There is the greatest debit of the film. Although the scenes follow each other perfectly, and the story is not too hard to follow, in the 3 hours it takes from A to B, there are too many sub plots and sidetracks to actually enable us to enjoy a single character. It starts of with the focus on Cassius Clay becoming a champion and being renamed Mohammed Ali, with in the background his friendship with Malcolm X. The second part shows us Ali's trouble with the draft, a pending imprisonment, and his lack of income due to lack of boxing license. And the third and final is all about the build up to the Rumble in the Jungle, Ali's fight with George Foreman in Zaire (now Democratic Republic of Congo). In 3 hours we get to see about 4 people around Ali helping in his boxing career – seems pretty important to me to get to know them, but only Foxx manages to leave some impression, but not enough to give us an idea what his character actually did for Ali. Then there are 3 wives (at different times) who just come and go. Yes, just like that. Somewhere in between there is the friendship with and murder of Malcolm X, and a row between Ali and his dad about discarding the family (slave) name of Clay. With about 20 important people in Ali's life, the only character I feel I really got to know is Cosell [Jon Voight's]. And I learned some more about the social and political ongoings in the 1960s.

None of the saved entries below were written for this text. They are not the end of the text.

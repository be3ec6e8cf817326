//! # Document Route Handlers

use crate::{errors::AppError, state::AppState};
use axum::{
    extract::{Multipart, Path, Query, State},
    Json,
};
use docchat::ingest::{ChunkingParams, IngestOutcome};
use docchat::types::DocumentRecord;
use serde::Serialize;
use serde_json::{json, Value};
use tracing::info;

use super::conversation_handlers::ListParams;

#[derive(Serialize)]
pub struct UploadResponse {
    pub document: DocumentRecord,
    pub already_existed: bool,
}

/// Handler for `POST /documents/upload`.
///
/// Accepts a multipart form with a `file` part and optional `chunk_size`,
/// `overlap_size` and `embedding_model` fields; missing fields fall back to
/// the server's configured defaults.
pub async fn upload_document_handler(
    State(app_state): State<AppState>,
    mut multipart: Multipart,
) -> Result<Json<UploadResponse>, AppError> {
    let mut file_bytes: Option<Vec<u8>> = None;
    let mut file_name: Option<String> = None;
    let mut chunk_size = app_state.config.ingestion.chunk_size;
    let mut overlap_size = app_state.config.ingestion.overlap_size;
    let mut embedding_model = app_state.config.embedding.model_name.clone();

    while let Some(field) = multipart
        .next_field()
        .await
        .map_err(|e| AppError::Validation(format!("Invalid multipart payload: {e}")))?
    {
        match field.name().unwrap_or_default() {
            "file" => {
                file_name = field.file_name().map(str::to_string);
                file_bytes = Some(
                    field
                        .bytes()
                        .await
                        .map_err(|e| AppError::Validation(format!("Failed to read upload: {e}")))?
                        .to_vec(),
                );
            }
            "chunk_size" => {
                let text = field.text().await.unwrap_or_default();
                chunk_size = text
                    .parse()
                    .map_err(|_| AppError::Validation(format!("Invalid chunk_size: {text}")))?;
            }
            "overlap_size" => {
                let text = field.text().await.unwrap_or_default();
                overlap_size = text
                    .parse()
                    .map_err(|_| AppError::Validation(format!("Invalid overlap_size: {text}")))?;
            }
            "embedding_model" => {
                embedding_model = field.text().await.unwrap_or(embedding_model);
            }
            _ => {}
        }
    }

    let file_bytes =
        file_bytes.ok_or_else(|| AppError::Validation("Missing 'file' part".to_string()))?;
    let file_name =
        file_name.ok_or_else(|| AppError::Validation("Upload has no file name".to_string()))?;

    info!(file_name = %file_name, size = file_bytes.len(), "Received document upload");

    let outcome = app_state
        .pipeline
        .ingest(
            &file_bytes,
            &file_name,
            &ChunkingParams {
                chunk_size,
                overlap_size,
            },
            &embedding_model,
        )
        .await?;

    match outcome {
        IngestOutcome::Created(document) => Ok(Json(UploadResponse {
            document,
            already_existed: false,
        })),
        IngestOutcome::AlreadyExists { document_id } => {
            let document = app_state.registry.get(&document_id).await?;
            Ok(Json(UploadResponse {
                document,
                already_existed: true,
            }))
        }
    }
}

pub async fn list_documents_handler(
    State(app_state): State<AppState>,
    Query(params): Query<ListParams>,
) -> Result<Json<Vec<DocumentRecord>>, AppError> {
    Ok(Json(
        app_state.registry.list(params.limit, params.offset).await?,
    ))
}

pub async fn delete_document_handler(
    State(app_state): State<AppState>,
    Path(id): Path<String>,
) -> Result<Json<Value>, AppError> {
    let deleted = app_state.pipeline.delete_document(&id).await?;
    if !deleted {
        return Err(AppError::NotFound(format!("Document not found: {id}")));
    }
    // Drop any stale disabled-set membership for the removed document.
    app_state.disabled.forget(&id).await?;
    info!(document_id = %id, "Deleted document");
    Ok(Json(json!({ "message": "Document deleted" })))
}

#[derive(Serialize)]
pub struct ToggleResponse {
    pub document_id: String,
    pub disabled: bool,
}

pub async fn toggle_document_handler(
    State(app_state): State<AppState>,
    Path(id): Path<String>,
) -> Result<Json<ToggleResponse>, AppError> {
    let disabled = app_state.disabled.toggle(&id).await?;
    Ok(Json(ToggleResponse {
        document_id: id,
        disabled,
    }))
}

As a story-telling film, that's where its shortcomings lay. No problems with Smith's performance – the emphasis was just too much on what we already know: Ali's a womanizer, a great boxer, and had some great punchlines as well. As a 'motion picture' it's great. What your eyes get to register is one of the best and most beautiful film sequences – especially when boxing is concerned. The film is entertaining and educational, with great acting and a wonderful soundtrack. It's just a shame Ali had so many important and people worthy-of-a-story around him.